Dieses Buch ist Teil der Reihe Systemische Horizonte und des Themas Philosophie/Systemtheorie/Gesellschaft

Buchbeschreibung

Warum hat eine Mannschaft 11 Spieler – und nicht 15? Warum ist ein Fußballtor 2,44 Meter hoch und 7,32 Meter breit? Wie kam man auf die Größe des Spielfeldes? Warum ist die neue Rückpassregel eingeführt worden? Und warum dürfen die Spieler nicht mehr die Hände gebrauchen, wie in der Frühphase des Spiels? Warum darf das nur der Torwart – und der auch nur im eigenen Strafraum? Warum diese Einschränkungen? Warum überhaupt Regeln? Für alle, die sich diese Fragen stellen, gibt es nun ein Buch mit den Antworten: „Vor dem Spiel ist nach dem Spiel“ widmet sich einer der beliebtesten Freizeitbeschäftigungen aus systemischer und soziologischer Sicht. Dabei können ungewöhnliche Einsichten um das Spiel mit und ohne Ball, Körpergefühl, Fußball und Kommunikation und viele andere Themen rund um die neunzig Minuten zwischen An- und Abpfiff gewonnen werden. „Einige Leute halten Fußball für einen Kampf auf Leben und Tod. Ich mag diese Einstellung nicht. Ich versichere Ihnen: Es ist weit ernster.“ Bill Shankly, legendärer Trainer des FC Liverpool

Auszeichnungen und Stimmen

"Training für den Kopf." - Schalke Unser. Fan-Zeitung

Herausgeber

Fritz B. Simon

Fritz B. Simon, Dr. med., Professor für Führung und Organisation am Institut für Familienunternehmen der Universität Witten/Herdecke; Systemischer Organisationsberater, Psychiater, Psychoanalytiker und systemischer Familientherapeut; Mitbegründer der Simon, Weber and Friends, Systemische Organisationsberatung GmbH. Autor bzw.
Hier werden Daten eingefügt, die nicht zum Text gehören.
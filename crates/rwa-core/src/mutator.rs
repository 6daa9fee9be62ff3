//! Applies parsed events to the nation registry.
//!
//! | Kind | Effect |
//! |---|---|
//! | `ENDO` | endorsers of the target gain the actor |
//! | `ENDO_WITHDRAW` | endorsers of the target lose the actor |
//! | `FOUNDING`, `FOUNDING_REFOUND` | upsert actor in region, active |
//! | `MEMBER_APPLY` | nothing |
//! | `MEMBER_ADMIT` / `MEMBER_RESIGN` | `wa_member` on / off |
//! | `MEMBER_DELEGATE` / `MEMBER_DELEGATE_LOST` | `wa_delegate` on / off |
//! | `MEMBER_DELEGATE_SEIZED` | actor on, ousted delegate off |
//! | `MOVE` | region = destination |
//! | `CTE` | active off |

use rwa_db::Registry;
use rwa_events::{Event, EventKind};
use rwa_types::NationField;

use crate::error::MutationError;

/// Writes the registry side effects of each event.
pub struct Mutator<'a, R> {
    registry: &'a R,
}

impl<'a, R: Registry> Mutator<'a, R> {
    /// Create a mutator writing through `registry`.
    pub const fn new(registry: &'a R) -> Self {
        Self { registry }
    }

    /// Apply one event.
    ///
    /// # Errors
    ///
    /// Returns [`MutationError::UnknownRecord`] if a targeted nation has no
    /// record and [`MutationError::RegistryUnavailable`] if the store
    /// failed. A delegate seizure attempts both writes; an outage on
    /// either is reported ahead of a missing record.
    pub async fn apply(&self, event: &Event) -> Result<(), MutationError> {
        let actor = event.actor();
        match event.kind() {
            EventKind::Endo => {
                let target = param(event, 0)?;
                self.update_endorsers(target, |endorsers| endorsers.insert(actor.to_owned()))
                    .await
            }
            EventKind::EndoWithdraw => {
                let target = param(event, 0)?;
                self.update_endorsers(target, |endorsers| endorsers.remove(actor))
                    .await
            }
            EventKind::Founding | EventKind::FoundingRefound => {
                let region = param(event, 0)?;
                self.registry
                    .upsert_founding(actor, region)
                    .await
                    .map_err(|e| MutationError::from_db(actor, e))
            }
            EventKind::MemberApply => Ok(()),
            EventKind::MemberAdmit => self.set(actor, NationField::WaMember(true)).await,
            EventKind::MemberResign => self.set(actor, NationField::WaMember(false)).await,
            EventKind::MemberDelegate => self.set(actor, NationField::WaDelegate(true)).await,
            EventKind::MemberDelegateLost => self.set(actor, NationField::WaDelegate(false)).await,
            EventKind::MemberDelegateSeized => {
                let ousted = param(event, 1)?;
                // Distinct records, so the two writes commute.
                let (gained, lost) = futures::join!(
                    self.set(actor, NationField::WaDelegate(true)),
                    self.set(ousted, NationField::WaDelegate(false)),
                );
                match (gained, lost) {
                    (Err(e @ MutationError::RegistryUnavailable { .. }), _)
                    | (_, Err(e @ MutationError::RegistryUnavailable { .. })) => Err(e),
                    (gained, lost) => gained.and(lost),
                }
            }
            EventKind::Move => {
                let destination = param(event, 1)?;
                self.set(actor, NationField::Region(destination.to_owned()))
                    .await
            }
            EventKind::Cte => self.set(actor, NationField::Active(false)).await,
        }
    }

    async fn set(&self, name: &str, field: NationField) -> Result<(), MutationError> {
        self.registry
            .set_field(name, &field)
            .await
            .map_err(|e| MutationError::from_db(name, e))
    }

    /// Read-modify-write of an endorser set. `edit` reports whether it
    /// changed the set; an unchanged set is not written back.
    async fn update_endorsers<F>(&self, target: &str, edit: F) -> Result<(), MutationError>
    where
        F: FnOnce(&mut std::collections::BTreeSet<String>) -> bool + Send,
    {
        let mut endorsers = self
            .registry
            .get_endorsers(target)
            .await
            .map_err(|e| MutationError::from_db(target, e))?;

        if !edit(&mut endorsers) {
            tracing::debug!(nation = target, "Endorser set unchanged");
            return Ok(());
        }

        self.registry
            .set_endorsers(target, &endorsers)
            .await
            .map_err(|e| MutationError::from_db(target, e))
    }
}

fn param(event: &Event, index: usize) -> Result<&str, MutationError> {
    event.param(index).ok_or(MutationError::MissingParameter {
        kind: event.kind(),
        index,
    })
}

#[cfg(test)]
#[allow(clippy::unwrap_used)]
mod tests {
    use std::collections::BTreeSet;

    use chrono::Utc;
    use rwa_db::MemoryRegistry;
    use rwa_types::NationRecord;

    use super::*;

    fn event(line: &str) -> Event {
        Event::parse(line).unwrap()
    }

    fn registry_with(names: &[&str]) -> MemoryRegistry {
        MemoryRegistry::with_records(
            names
                .iter()
                .map(|&n| NationRecord::founded(n, "testregionia", Utc::now())),
        )
    }

    async fn endorsers(registry: &MemoryRegistry, name: &str) -> BTreeSet<String> {
        registry.get_endorsers(name).await.unwrap()
    }

    #[tokio::test]
    async fn endo_then_withdraw_restores_prior_set() {
        let registry = registry_with(&["testlandia", "otherlandia"]);
        let mutator = Mutator::new(&registry);
        let before = endorsers(&registry, "otherlandia").await;

        mutator
            .apply(&event("@@testlandia@@ endorsed @@otherlandia@@."))
            .await
            .unwrap();
        assert!(endorsers(&registry, "otherlandia").await.contains("testlandia"));

        mutator
            .apply(&event("@@testlandia@@ withdrew its endorsement from @@otherlandia@@."))
            .await
            .unwrap();
        assert_eq!(endorsers(&registry, "otherlandia").await, before);
    }

    #[tokio::test]
    async fn repeated_endo_and_withdraw_are_no_ops() {
        let registry = registry_with(&["testlandia", "otherlandia"]);
        let mutator = Mutator::new(&registry);
        let endo = event("@@testlandia@@ endorsed @@otherlandia@@");
        let withdraw = event("@@testlandia@@ withdrew its endorsement from @@otherlandia@@");

        mutator.apply(&endo).await.unwrap();
        mutator.apply(&endo).await.unwrap();
        assert_eq!(endorsers(&registry, "otherlandia").await.len(), 1);

        mutator.apply(&withdraw).await.unwrap();
        mutator.apply(&withdraw).await.unwrap();
        assert!(endorsers(&registry, "otherlandia").await.is_empty());
    }

    #[tokio::test]
    async fn endo_of_unknown_nation_is_unknown_record() {
        let registry = registry_with(&["testlandia"]);
        let err = Mutator::new(&registry)
            .apply(&event("@@testlandia@@ endorsed @@ghost@@."))
            .await
            .unwrap_err();
        assert!(matches!(err, MutationError::UnknownRecord { nation } if nation == "ghost"));
    }

    #[tokio::test]
    async fn founding_creates_and_refounding_reactivates() {
        let registry = MemoryRegistry::new();
        let mutator = Mutator::new(&registry);

        mutator
            .apply(&event("@@testlandia@@ was founded in %%the_pacific%%."))
            .await
            .unwrap();
        mutator
            .apply(&event("@@testlandia@@ ceased to exist in %%the_pacific%%."))
            .await
            .unwrap();
        assert!(!registry.get_nation("testlandia").await.unwrap().unwrap().active);

        mutator
            .apply(&event("@@testlandia@@ was refounded in %%the_rejected_realms%%."))
            .await
            .unwrap();
        let record = registry.get_nation("testlandia").await.unwrap().unwrap();
        assert!(record.active);
        assert_eq!(record.region.as_deref(), Some("the_rejected_realms"));
    }

    #[tokio::test]
    async fn membership_and_move_write_single_fields() {
        let registry = registry_with(&["testlandia"]);
        let mutator = Mutator::new(&registry);

        mutator
            .apply(&event("@@testlandia@@ applied to join the World Assembly."))
            .await
            .unwrap();
        assert!(!registry.get_wa_status("testlandia").await.unwrap());

        mutator
            .apply(&event("@@testlandia@@ was admitted to the World Assembly."))
            .await
            .unwrap();
        assert!(registry.get_wa_status("testlandia").await.unwrap());

        mutator
            .apply(&event("@@testlandia@@ relocated from %%testregionia%% to %%lazarus%%."))
            .await
            .unwrap();
        assert_eq!(
            registry.get_region("testlandia").await.unwrap().as_deref(),
            Some("lazarus")
        );

        mutator
            .apply(&event("@@testlandia@@ resigned from the World Assembly."))
            .await
            .unwrap();
        assert!(!registry.get_wa_status("testlandia").await.unwrap());
    }

    #[tokio::test]
    async fn seizure_leaves_exactly_one_delegate() {
        let registry = registry_with(&["usurper", "incumbent"]);
        let mutator = Mutator::new(&registry);
        mutator
            .apply(&event("@@incumbent@@ became WA Delegate of %%osiris%%."))
            .await
            .unwrap();

        mutator
            .apply(&event(
                "@@usurper@@ seized the position of %%osiris%% WA Delegate from @@incumbent@@.",
            ))
            .await
            .unwrap();

        let usurper = registry.get_nation("usurper").await.unwrap().unwrap();
        let incumbent = registry.get_nation("incumbent").await.unwrap().unwrap();
        assert!(usurper.wa_delegate);
        assert!(!incumbent.wa_delegate);
    }

    #[tokio::test]
    async fn seizure_end_state_is_independent_of_write_order() {
        let seizure =
            event("@@usurper@@ seized the position of %%osiris%% WA Delegate from @@incumbent@@.");

        let applied = registry_with(&["usurper", "incumbent"]);
        applied
            .set_field("incumbent", &NationField::WaDelegate(true))
            .await
            .unwrap();
        Mutator::new(&applied).apply(&seizure).await.unwrap();

        // The same two writes, ousted nation first.
        let reversed = registry_with(&["usurper", "incumbent"]);
        reversed
            .set_field("incumbent", &NationField::WaDelegate(true))
            .await
            .unwrap();
        reversed
            .set_field("incumbent", &NationField::WaDelegate(false))
            .await
            .unwrap();
        reversed
            .set_field("usurper", &NationField::WaDelegate(true))
            .await
            .unwrap();

        for registry in [&applied, &reversed] {
            let delegates: Vec<bool> = [
                registry.get_nation("usurper").await.unwrap().unwrap(),
                registry.get_nation("incumbent").await.unwrap().unwrap(),
            ]
            .iter()
            .map(|n| n.wa_delegate)
            .collect();
            assert_eq!(delegates, [true, false]);
        }
    }

    #[tokio::test]
    async fn seizure_attempts_both_writes_when_first_fails() {
        let registry = registry_with(&["incumbent"]);
        registry
            .set_field("incumbent", &NationField::WaDelegate(true))
            .await
            .unwrap();

        let err = Mutator::new(&registry)
            .apply(&event(
                "@@usurper@@ seized the position of %%osiris%% WA Delegate from @@incumbent@@.",
            ))
            .await
            .unwrap_err();

        assert!(matches!(err, MutationError::UnknownRecord { nation } if nation == "usurper"));
        let incumbent = registry.get_nation("incumbent").await.unwrap().unwrap();
        assert!(!incumbent.wa_delegate);
    }

    #[tokio::test]
    async fn store_outage_is_registry_unavailable() {
        let registry = registry_with(&["testlandia"]);
        registry.set_offline(true);
        let err = Mutator::new(&registry)
            .apply(&event("@@testlandia@@ was admitted to the World Assembly."))
            .await
            .unwrap_err();
        assert!(matches!(err, MutationError::RegistryUnavailable { .. }));
    }
}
Herausgeber von ca. 300 wissenschaftlichen Fachartikeln und 32 Büchern, die in 15 Sprachen übersetzt sind, u. a.: Der Prozeß der Individuation (1984), Die Sprache der Familientherapie (1984), Lebende Systeme (1988), Unterschiede, die Unterschiede machen (1988), Meine Psychose, mein Fahrrad und ich (1990), Radikale Marktwirtschaft (1992), Die andere Seite der Gesundheit (1995), Die Kunst, nicht zu lernen (1997), Zirkuläres Fragen (1999), Tödliche Konflikte (2001), Die Familie des Familienunternehmens (2002), Gemeinsam sind wir blöd!? (2004), Mehr-Generationen-Familienunternehmen (2005), Einführung in Systemtheorie und Konstruktivismus (2006), Einführung in die systemische Organisationstheorie (2007), Einführung in die systemische Wirtschaftstheorie (2009), Vor dem Spiel ist nach dem Spiel. Systemische Aspekte des Fußballs (2009), Einführung in die Systemtheorie des Konflikts (2010), „Zhong De Ban“ oder: Wie die Psychotherapie nach China kam (2011), Einführung in die Theorie des Familienunternehmens (2012), Wenn rechts links ist und links rechts (2013), Einführung in die (System-)Theorie der Beratung (2014), Formen. Zur Kopplung von Organismus, Psyche und sozialen Systemen (2018), Anleitung zum Populismus oder: Ergreifen Sie die Macht! (2019), Der Streit ums Nadelöhr. Körper, Psyche, Soziales, Kultur. Wohin schauen systemische Berater? (2019, zus. mit Jürgen Kriz).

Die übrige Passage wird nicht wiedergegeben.